» **Goal of the exercise**
Reproduce word for word the lines between those holding "filename src/customize/html.rs" and "let mut output = String::with_capacity(text.len()", inclusive, and nothing else from the data below.

---- Exercise materials

//! JSON manifest (`package.json`) field assignment.

use super::SubstitutionRule;
use indexmap::IndexMap;

/// Sets each rule's key to its replacement string.
///
/// Existing keys keep their position, new keys are appended, and nothing
/// else changes. The result is pretty-printed with a trailing newline.
///
/// # Errors
/// * If `content` is not a JSON object
pub fn assign_fields(
    content: &str,
    rules: &[SubstitutionRule<'_>],
) -> serde_json::Result<String> {
    let mut manifest: IndexMap<String, serde_json::Value> = serde_json::from_str(content)?;

    for rule in rules {
        manifest.insert(
            rule.marker.to_string(),
            serde_json::Value::String(rule.replacement.to_string()),
        );
    }

    let mut output = serde_json::to_string_pretty(&manifest)?;
    output.push('\n');
    Ok(output)
}
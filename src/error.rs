//! Error handling for create-wp-theme.
//! Defines the error type and result alias used throughout the application.

use std::io;
use std::path::PathBuf;
use thiserror::Error;

/// Errors that abort a scaffolding run or one of its steps.
///
/// Missing customization markers are not errors; they are collected as
/// [`crate::customize::FieldFailure`] entries instead.
#[derive(Error, Debug)]
pub enum Error {
    /// Malformed project metadata, raised before anything touches the filesystem
    #[error("Validation error: {0}.")]
    ValidationError(String),

    /// Filesystem failure while checking, clearing or copying
    #[error("IO error: {0}.")]
    IoError(#[from] io::Error),

    /// The manifest is not a well-formed JSON object
    #[error("Failed to parse '{}': {source}.", path.display())]
    ParseError {
        path: PathBuf,
        #[source]
        source: serde_json::Error,
    },

    /// An exclusion rule could not be compiled
    #[error("Pattern error: {0}.")]
    PatternError(String),

    /// An external process could not be started
    #[error("Process error: {0}.")]
    ProcessError(String),

    /// Interactive confirmation failed
    #[error("Prompt error: {0}.")]
    PromptError(String),
}

pub type Result<T> = std::result::Result<T, Error>;

/// Default error handler that prints the error and exits the program.
///
/// # Arguments
/// * `err` - The Error to handle
///
/// # Behavior
/// Prints the error message to stderr and exits with status code 1
pub fn default_error_handler(err: Error) {
    eprintln!("{err}");
    std::process::exit(1);
}
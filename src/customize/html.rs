//! Bounded regions inside HTML, such as the `<title>` text or a quoted meta
//! attribute value.

use super::Bounds;

/// Escapes characters that could close the surrounding tag or attribute.
pub fn escape(value: &str) -> String {
    let mut escaped = String::with_capacity(value.len());
    for c in value.chars() {
        match c {
            '&' => escaped.push_str("&amp;"),
            '<' => escaped.push_str("&lt;"),
            '>' => escaped.push_str("&gt;"),
            '"' => escaped.push_str("&quot;"),
            _ => escaped.push(c),
        }
    }
    escaped
}

/// Replaces the text strictly between the first `bounds.open` and the
/// following `bounds.close`. Returns `None` if either delimiter is missing.
pub fn replace_bounded(text: &str, bounds: &Bounds, value: &str) -> Option<String> {
    let start = text.find(&bounds.open)? + bounds.open.len();
    let end = start + text[start..].find(&bounds.close)?;

    let mut output = String::with_capacity(text.len() + value.len());
    output.push_str(&text[..start]);
    output.push_str(value);
    output.push_str(&text[end..]);
    Some(output)
}

/// Applies each `(bounds, value)` pair in turn. Returns the new text and the
/// names of the regions that were not found.
pub fn substitute(text: &str, rules: &[(&Bounds, &str)]) -> (String, Vec<String>) {
    let mut output = text.to_string();
    let mut missing = Vec::new();

    for (bounds, value) in rules {
        match replace_bounded(&output, bounds, value) {
            Some(updated) => output = updated,
            None => missing.push(bounds.name.clone()),
        }
    }

    (output, missing)
}

#[cfg(test)]
mod tests {
    use super::*;

    #[test]
    fn test_escape() {
        assert_eq!(escape(r#"Tom & "Jerry" <3"#), "Tom &amp; &quot;Jerry&quot; &lt;3");
        assert_eq!(escape("Brand X"), "Brand X");
    }

    #[test]
    fn test_replace_bounded_spans_lines() {
        let bounds = Bounds::new("title", "<title>", "</title>");
        let html = "<title>\n  Old\n</title>";
        assert_eq!(
            replace_bounded(html, &bounds, "New").as_deref(),
            Some("<title>New</title>")
        );
    }

    #[test]
    fn test_replace_bounded_missing_close() {
        let bounds = Bounds::new("title", "<title>", "</title>");
        assert_eq!(replace_bounded("<title>Old", &bounds, "New"), None);
    }
}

--------

» **Answer area**
filename src/customize/html.rs
//! Bounded regions inside HTML, such as the `<title>` text or a quoted meta
//! attribute value.

use super::Bounds;

/// Escapes characters that could close the surrounding tag or attribute.
pub fn escape(value: &str) -> String {
    let mut escaped = String::with_capacity(value.len());
    for c in value.chars() {
        match c {
            '&' => escaped.push_str("&amp;"),
            '<' => escaped.push_str("&lt;"),
            '>' => escaped.push_str("&gt;"),
            '"' => escaped.push_str("&quot;"),
            _ => escaped.push(c),
        }
    }
    escaped
}

/// Replaces the text strictly between the first `bounds.open` and the
/// following `bounds.close`. Returns `None` if either delimiter is missing.
pub fn replace_bounded(text: &str, bounds: &Bounds, value: &str) -> Option<String> {
    let start = text.find(&bounds.open)? + bounds.open.len();
    let end = start + text[start..].find(&bounds.close)?;

    let mut output = String::with_capacity(text.len() + value.len());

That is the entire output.